The model catalytic system is a very well-defined structure, ideally with an atomically defined morphology, which in some way models the structure of a real catalyst and makes it possible to study catalytic reactions in determined conditions. Model catalysts are usually prepared as epitaxial thin films of oxides or metals on suitable single-crystal substrates. Their surfaces can be purposefully structured or transformed at the atomic level. Very often, model catalysts are systems where the catalytically active material is dispersed on the surface of oxide support in the form of metal clusters with a size in the order of nanometers. Supported metal clusters have been the subject of interest for many years by many prestigious scientific groups. Especially intensively studied are the systems containing individual atoms of active metals that maximize the use of rare metals by exposing each metal atom to reactants.
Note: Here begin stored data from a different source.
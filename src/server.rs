//! Acceptor and echo sink for feed clients.
//!
//! The server accepts connections on a non-blocking listener, drains every
//! peer to `WouldBlock`, and copies what it receives into a sink. When a
//! peer half-closes after sending something, the server answers with
//! [`ACK_TOKEN`] and closes the connection.

use std::io::{self, Read, Write};
use std::net::{SocketAddr, TcpListener, TcpStream, ToSocketAddrs};

use crate::config::ServerConfig;
use crate::connection::{ACK_TOKEN, zeroed_buffer};
use crate::engine::Exit;
use crate::error::{FeedError, FeedResult};
use crate::mux::{Interest, Multiplexer, Readiness, Wait};
use crate::registry::{Handle, Registry};

/// Readiness key of the listening socket.
const LISTENER_KEY: usize = usize::MAX - 1;

struct Peer {
    stream: TcpStream,
    addr: SocketAddr,
    received: u64,
}

enum PeerState {
    Open,
    Finished,
}

/// Single-threaded acceptor that sinks what feed clients send.
pub struct FeedServer<W: Write> {
    listener: TcpListener,
    mux: Multiplexer,
    peers: Registry<Peer>,
    sink: W,
    config: ServerConfig,
    buffer: Box<[u8]>,
    batch: Vec<Readiness>,
    finished: usize,
}

impl<W: Write> FeedServer<W> {
    /// Binds the listener and starts watching it.
    pub fn bind<A: ToSocketAddrs>(addr: A, sink: W, config: ServerConfig) -> FeedResult<Self> {
        config.validate()?;
        let buffer = zeroed_buffer(config.buffer_capacity)?;
        let listener = TcpListener::bind(addr).map_err(FeedError::SystemResource)?;
        listener
            .set_nonblocking(true)
            .map_err(FeedError::SystemResource)?;
        let mut mux = Multiplexer::new(config.max_batch)?;
        mux.watch(&listener, Interest::READABLE, LISTENER_KEY)?;
        log::info!(
            "Listening on {:?}",
            listener.local_addr().map_err(FeedError::SystemResource)?
        );
        Ok(FeedServer {
            listener,
            mux,
            peers: Registry::new(),
            sink,
            buffer,
            batch: Vec::with_capacity(config.max_batch),
            config,
            finished: 0,
        })
    }

    /// Returns the local address that this server is bound to.
    pub fn local_addr(&self) -> io::Result<SocketAddr> {
        self.listener.local_addr()
    }

    /// Routes `signals` to the server's wait.
    pub fn interrupt_on(&mut self, signals: &[i32]) -> FeedResult<()> {
        self.mux.interrupt_on(signals)
    }

    /// Number of peers served to completion so far.
    pub fn finished(&self) -> usize {
        self.finished
    }

    /// Returns the sink received bytes are written to.
    pub fn sink(&self) -> &W {
        &self.sink
    }

    /// Serves peers until interrupted, or until `limit` peers have finished.
    pub fn serve(&mut self, limit: Option<usize>) -> FeedResult<Exit> {
        loop {
            if limit.is_some_and(|limit| self.finished >= limit) {
                self.shutdown();
                return Ok(Exit::Completed);
            }
            match self.mux.wait(&mut self.batch) {
                Ok(Wait::Ready) => {}
                Ok(Wait::Interrupted) => {
                    log::info!("Shutting down...");
                    self.shutdown();
                    return Ok(Exit::Interrupted);
                }
                Err(e) => {
                    self.shutdown();
                    return Err(e);
                }
            }

            let batch = std::mem::take(&mut self.batch);
            let handled = batch.iter().try_for_each(|event| {
                if event.key == LISTENER_KEY {
                    self.accept_all()
                } else {
                    self.serve_peer(Handle::from_key(event.key))
                }
            });
            self.batch = batch;
            if let Err(e) = handled {
                self.shutdown();
                return Err(e);
            }
        }
    }

    fn accept_all(&mut self) -> FeedResult<()> {
        loop {
            let (stream, addr) = match self.listener.accept() {
                Ok(accepted) => accepted,
                Err(e) if e.kind() == io::ErrorKind::WouldBlock => return Ok(()),
                Err(e) if e.kind() == io::ErrorKind::Interrupted => continue,
                Err(e) if e.kind() == io::ErrorKind::ConnectionAborted => continue,
                Err(e) => return Err(FeedError::SystemResource(e)),
            };
            log::debug!("Accepted connection from: {addr}");
            self.admit(stream, addr)?;
        }
    }

    /// Tracks and watches an accepted peer. A peer that cannot be watched is
    /// dropped again.
    fn admit(&mut self, stream: TcpStream, addr: SocketAddr) -> FeedResult<Handle> {
        stream
            .set_nonblocking(true)
            .map_err(FeedError::SystemResource)?;
        let handle = self.peers.insert(Peer {
            stream,
            addr,
            received: 0,
        })?;
        let Some(peer) = self.peers.get(handle) else {
            return Err(FeedError::ProtocolViolation(format!(
                "peer {handle} vanished after insertion"
            )));
        };
        if let Err(e) = self.mux.watch(&peer.stream, Interest::READABLE, handle.key()) {
            self.peers.remove(handle);
            return Err(e);
        }
        Ok(handle)
    }

    fn serve_peer(&mut self, handle: Handle) -> FeedResult<()> {
        let Some(peer) = self.peers.get_mut(handle) else {
            return Ok(());
        };
        let state = drain_peer(peer, &mut self.buffer, &mut self.sink, self.config.send_ack);
        match state {
            PeerState::Open => Ok(()),
            PeerState::Finished => {
                if let Some(peer) = self.peers.get(handle) {
                    self.mux.unwatch(&peer.stream)?;
                }
                if let Some(peer) = self.peers.remove(handle) {
                    log::debug!("Closed {} after {} bytes", peer.addr, peer.received);
                }
                self.finished += 1;
                Ok(())
            }
        }
    }

    /// Releases every peer. Safe to call repeatedly.
    pub fn shutdown(&mut self) {
        for (_, peer) in self.peers.drain() {
            if let Err(e) = self.mux.unwatch(&peer.stream) {
                log::warn!("Releasing {}: {e}", peer.addr);
            }
        }
        if self.mux.is_watched(&self.listener) {
            if let Err(e) = self.mux.unwatch(&self.listener) {
                log::warn!("Releasing listener: {e}");
            }
        }
    }
}

impl<W: Write> Drop for FeedServer<W> {
    fn drop(&mut self) {
        self.shutdown();
    }
}

fn drain_peer<W: Write>(peer: &mut Peer, buffer: &mut [u8], sink: &mut W, send_ack: bool) -> PeerState {
    loop {
        match peer.stream.read(buffer) {
            Ok(0) => {
                // orderly shutdown
                if send_ack && peer.received > 0 {
                    match peer.stream.write(ACK_TOKEN) {
                        Ok(n) if n == ACK_TOKEN.len() => log::debug!("Acknowledged {}", peer.addr),
                        Ok(n) => log::warn!("Partial acknowledgment to {}: {n} bytes", peer.addr),
                        Err(e) => log::warn!("Cannot acknowledge {}: {e}", peer.addr),
                    }
                }
                return PeerState::Finished;
            }
            Ok(n) => {
                peer.received += n as u64;
                if let Err(e) = sink.write_all(&buffer[..n]) {
                    log::error!("Sink write failed: {e}");
                }
            }
            Err(e) if e.kind() == io::ErrorKind::WouldBlock => {
                if let Err(e) = sink.flush() {
                    log::error!("Sink flush failed: {e}");
                }
                return PeerState::Open;
            }
            Err(e) if e.kind() == io::ErrorKind::Interrupted => continue,
            Err(e) => {
                log::error!("Socket recv error from {}: {e}", peer.addr);
                return PeerState::Finished;
            }
        }
    }
}

#[cfg(test)]
mod tests {
    use super::*;
    use std::net::Shutdown;
    use std::thread;

    #[test]
    fn echoes_and_acknowledges_one_peer() {
        let mut server = FeedServer::bind("127.0.0.1:0", Vec::new(), ServerConfig::default()).unwrap();
        let addr = server.local_addr().unwrap();

        let client = thread::spawn(move || {
            let mut stream = TcpStream::connect(addr).unwrap();
            stream.write_all(b"hello server").unwrap();
            stream.shutdown(Shutdown::Write).unwrap();
            let mut reply = Vec::new();
            stream.read_to_end(&mut reply).unwrap();
            reply
        });

        assert_eq!(server.serve(Some(1)).unwrap(), Exit::Completed);
        assert_eq!(server.sink(), b"hello server");
        assert_eq!(client.join().unwrap(), ACK_TOKEN);
    }

    #[test]
    fn silent_peer_is_not_acknowledged() {
        let mut server = FeedServer::bind("127.0.0.1:0", Vec::new(), ServerConfig::default()).unwrap();
        let addr = server.local_addr().unwrap();

        let client = thread::spawn(move || {
            let mut stream = TcpStream::connect(addr).unwrap();
            stream.shutdown(Shutdown::Write).unwrap();
            let mut reply = Vec::new();
            stream.read_to_end(&mut reply).unwrap();
            reply
        });

        server.serve(Some(1)).unwrap();
        assert!(server.sink().is_empty());
        assert!(client.join().unwrap().is_empty());
    }

    #[test]
    fn ack_can_be_disabled() {
        let config = ServerConfig {
            send_ack: false,
            ..ServerConfig::default()
        };
        let mut server = FeedServer::bind("127.0.0.1:0", Vec::new(), config).unwrap();
        let addr = server.local_addr().unwrap();

        let client = thread::spawn(move || {
            let mut stream = TcpStream::connect(addr).unwrap();
            stream.write_all(b"data").unwrap();
            stream.shutdown(Shutdown::Write).unwrap();
            let mut reply = Vec::new();
            stream.read_to_end(&mut reply).unwrap();
            reply
        });

        server.serve(Some(1)).unwrap();
        assert_eq!(server.finished(), 1);
        assert!(client.join().unwrap().is_empty());
    }

    #[test]
    fn peer_that_cannot_be_watched_is_not_kept() {
        let mut server = FeedServer::bind("127.0.0.1:0", Vec::new(), ServerConfig::default()).unwrap();
        let addr = server.local_addr().unwrap();
        let _client = TcpStream::connect(addr).unwrap();
        server.listener.set_nonblocking(false).unwrap();
        let (stream, peer_addr) = server.listener.accept().unwrap();

        // the descriptor is already watched, so admitting it must fail
        server.mux.watch(&stream, Interest::READABLE, 5).unwrap();
        assert!(matches!(
            server.admit(stream, peer_addr),
            Err(FeedError::Registration(_))
        ));
        assert!(server.peers.is_empty());
    }

    #[test]
    fn oversized_receive_buffer_is_resource_exhaustion() {
        let config = ServerConfig {
            buffer_capacity: usize::MAX / 4,
            ..ServerConfig::default()
        };
        assert!(matches!(
            FeedServer::bind("127.0.0.1:0", Vec::new(), config),
            Err(FeedError::ResourceExhausted(_))
        ));
    }
}
//! # Edge Feed - Streaming Files over Edge-Triggered Sockets
//!
//! Edge Feed streams the contents of local files to a TCP server, one
//! connection per file, from a single thread. Instead of blocking I/O or a
//! thread per connection, every socket is registered with an edge-triggered
//! readiness multiplexer and driven with non-blocking reads and writes.
//!
//! ## Key Features
//!
//! - **Single-threaded**: one event loop owns every connection; the only
//!   blocking call is the wait on the multiplexer
//! - **Partial-send safe**: bytes a socket did not accept are kept and sent
//!   before anything new is read from the file
//! - **Drain to exhaustion**: readable and writable notifications are worked
//!   until the socket reports `WouldBlock`, as edge-triggered readiness
//!   requires
//! - **Acknowledged delivery**: optionally, a connection stays open after its
//!   file is exhausted until the server answers with `Ack\n`
//! - **Clean shutdown**: SIGINT/SIGTERM interrupt the wait and every
//!   connection is released exactly once
//!
//! ## How It Works
//!
//! Each connection moves through a small state machine:
//!
//! ```text
//! Streaming --[file exhausted]--> AwaitingAck --[Ack\n]--> Closed
//!     |                               |
//!     +--[peer shutdown / reset]------+------------------> Closed
//! ```
//!
//! The [`Engine`] waits on the [`Multiplexer`], hands each ready socket to the
//! state machine, and retires connections that reached `Closed` by
//! deregistering them and dropping the record, which closes the socket and
//! the file. The loop ends when no connection is left.
//!
//! ## Basic Usage
//!
//! ### Client Side
//!
//! ```rust,no_run
//! use edge_feed::{EngineConfig, FeedClient};
//!
//! let addr = "127.0.0.1:8080".parse().unwrap();
//! let mut client = FeedClient::connect(addr, &["a.txt", "b.txt"], EngineConfig::default())?;
//! client.run()?;
//! for outcome in client.outcomes() {
//!     println!("{}: {:?}", outcome.handle, outcome.reason);
//! }
//! # Ok::<(), edge_feed::FeedError>(())
//! ```
//!
//! ### Server Side
//!
//! ```rust,no_run
//! use edge_feed::{FeedServer, ServerConfig};
//!
//! let mut server = FeedServer::bind("0.0.0.0:8080", std::io::stdout(), ServerConfig::default())?;
//! server.serve(None)?;
//! # Ok::<(), edge_feed::FeedError>(())
//! ```
//!
//! ## Configuration
//!
//! [`EngineConfig`] sets the per-connection buffer capacity, the number of
//! events taken per wait, and the [`AckPolicy`]. Client and server must agree
//! on the acknowledgment: a client requiring it will wait on a server that
//! never sends it.

#![warn(missing_docs)]

mod client;
mod config;
mod connection;
mod engine;
mod error;
mod mux;
mod registry;
mod server;
mod transfer;

pub use client::FeedClient;
pub use config::*;
pub use connection::{ACK_TOKEN, Channel, Connection};
pub use engine::{Engine, Exit, Outcome};
pub use error::{FeedError, FeedResult};
pub use mux::{Interest, Multiplexer, Readiness, SIGNAL_KEY, Wait};
pub use registry::{Handle, Registry};
pub use server::FeedServer;
pub use transfer::{CloseReason, Cycle, ProtocolState, Progress};
use std::fs::File;
use std::net::{SocketAddr, TcpStream};
use std::path::{Path, PathBuf};

use crate::config::EngineConfig;
use crate::engine::{Engine, Exit, Outcome};
use crate::error::{FeedError, FeedResult};
use crate::registry::Handle;

/// Streams a set of local files to one server, one TCP connection per file.
pub struct FeedClient {
    engine: Engine<TcpStream, File>,
    files: Vec<(Handle, PathBuf)>,
    skipped: Vec<PathBuf>,
}

impl FeedClient {
    /// Opens every path and connects one stream per opened file.
    ///
    /// Paths that cannot be opened are skipped. A failed connect aborts the
    /// whole client; connections made so far are released.
    pub fn connect<P: AsRef<Path>>(
        addr: SocketAddr,
        paths: &[P],
        config: EngineConfig,
    ) -> FeedResult<FeedClient> {
        let mut engine = Engine::new(config)?;
        let mut files = Vec::new();
        let mut skipped = Vec::new();

        for path in paths {
            let path = path.as_ref();
            let file = match File::open(path) {
                Ok(file) => file,
                Err(e) => {
                    log::debug!("Skipping {}: {e}", path.display());
                    skipped.push(path.to_path_buf());
                    continue;
                }
            };
            let stream =
                TcpStream::connect(addr).map_err(|source| FeedError::Connect { addr, source })?;
            log::debug!("Connected {} to {addr}", path.display());
            let handle = engine.add(stream, file)?;
            files.push((handle, path.to_path_buf()));
        }

        Ok(FeedClient {
            engine,
            files,
            skipped,
        })
    }

    /// Routes `signals` to the engine's wait.
    pub fn interrupt_on(&mut self, signals: &[i32]) -> FeedResult<()> {
        self.engine.interrupt_on(signals)
    }

    /// Runs the engine until every connection is closed or a signal arrives.
    pub fn run(&mut self) -> FeedResult<Exit> {
        self.engine.run()
    }

    /// Files that got a connection, in connection order.
    pub fn files(&self) -> &[(Handle, PathBuf)] {
        &self.files
    }

    /// Paths that could not be opened.
    pub fn skipped(&self) -> &[PathBuf] {
        &self.skipped
    }

    /// Terminal outcome of every closed connection.
    pub fn outcomes(&self) -> &[Outcome] {
        self.engine.outcomes()
    }

    /// Number of connections that have not reached `Closed`.
    pub fn active_count(&self) -> usize {
        self.engine.active_count()
    }
}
To establish a correlation between structure and catalytic performance and to understand the mechanism of the catalytic reaction at the molecular level, it is essential to obtain information on the electronic and geometrical structure of the catalyst at the surface, in bulk, and in the subsurface regions during the reaction. It is an important and challenging task because the structure of the catalyst can change in a complex way along with changes in reactant pressures and catalyst temperature, which in turn affects the reaction mechanism.
In this work, we propose to study nanostructures supported on CeO2 under in situ/operando conditions of various industrially important catalytic reactions (oxidation of CO and volatile organic substances, water-gas-shift reaction, catalytic transformation of methane and ethane into more complex valuable chemicals) using a unique combination of two state-of-the-art experimental techniques: high-pressure X-ray photoelectron spectroscopy (NAP-XPS) and high-pressure scanning probe microscopy (NAP-SPM). The research subject will be nanoclusters of Ru, Fe, and Zr which will be studied before, after, and directly during the catalytic reactions.
This project aims to determine the role of different active sites on cerium oxide-supported nanostructures when interacting with small molecules under operational conditions.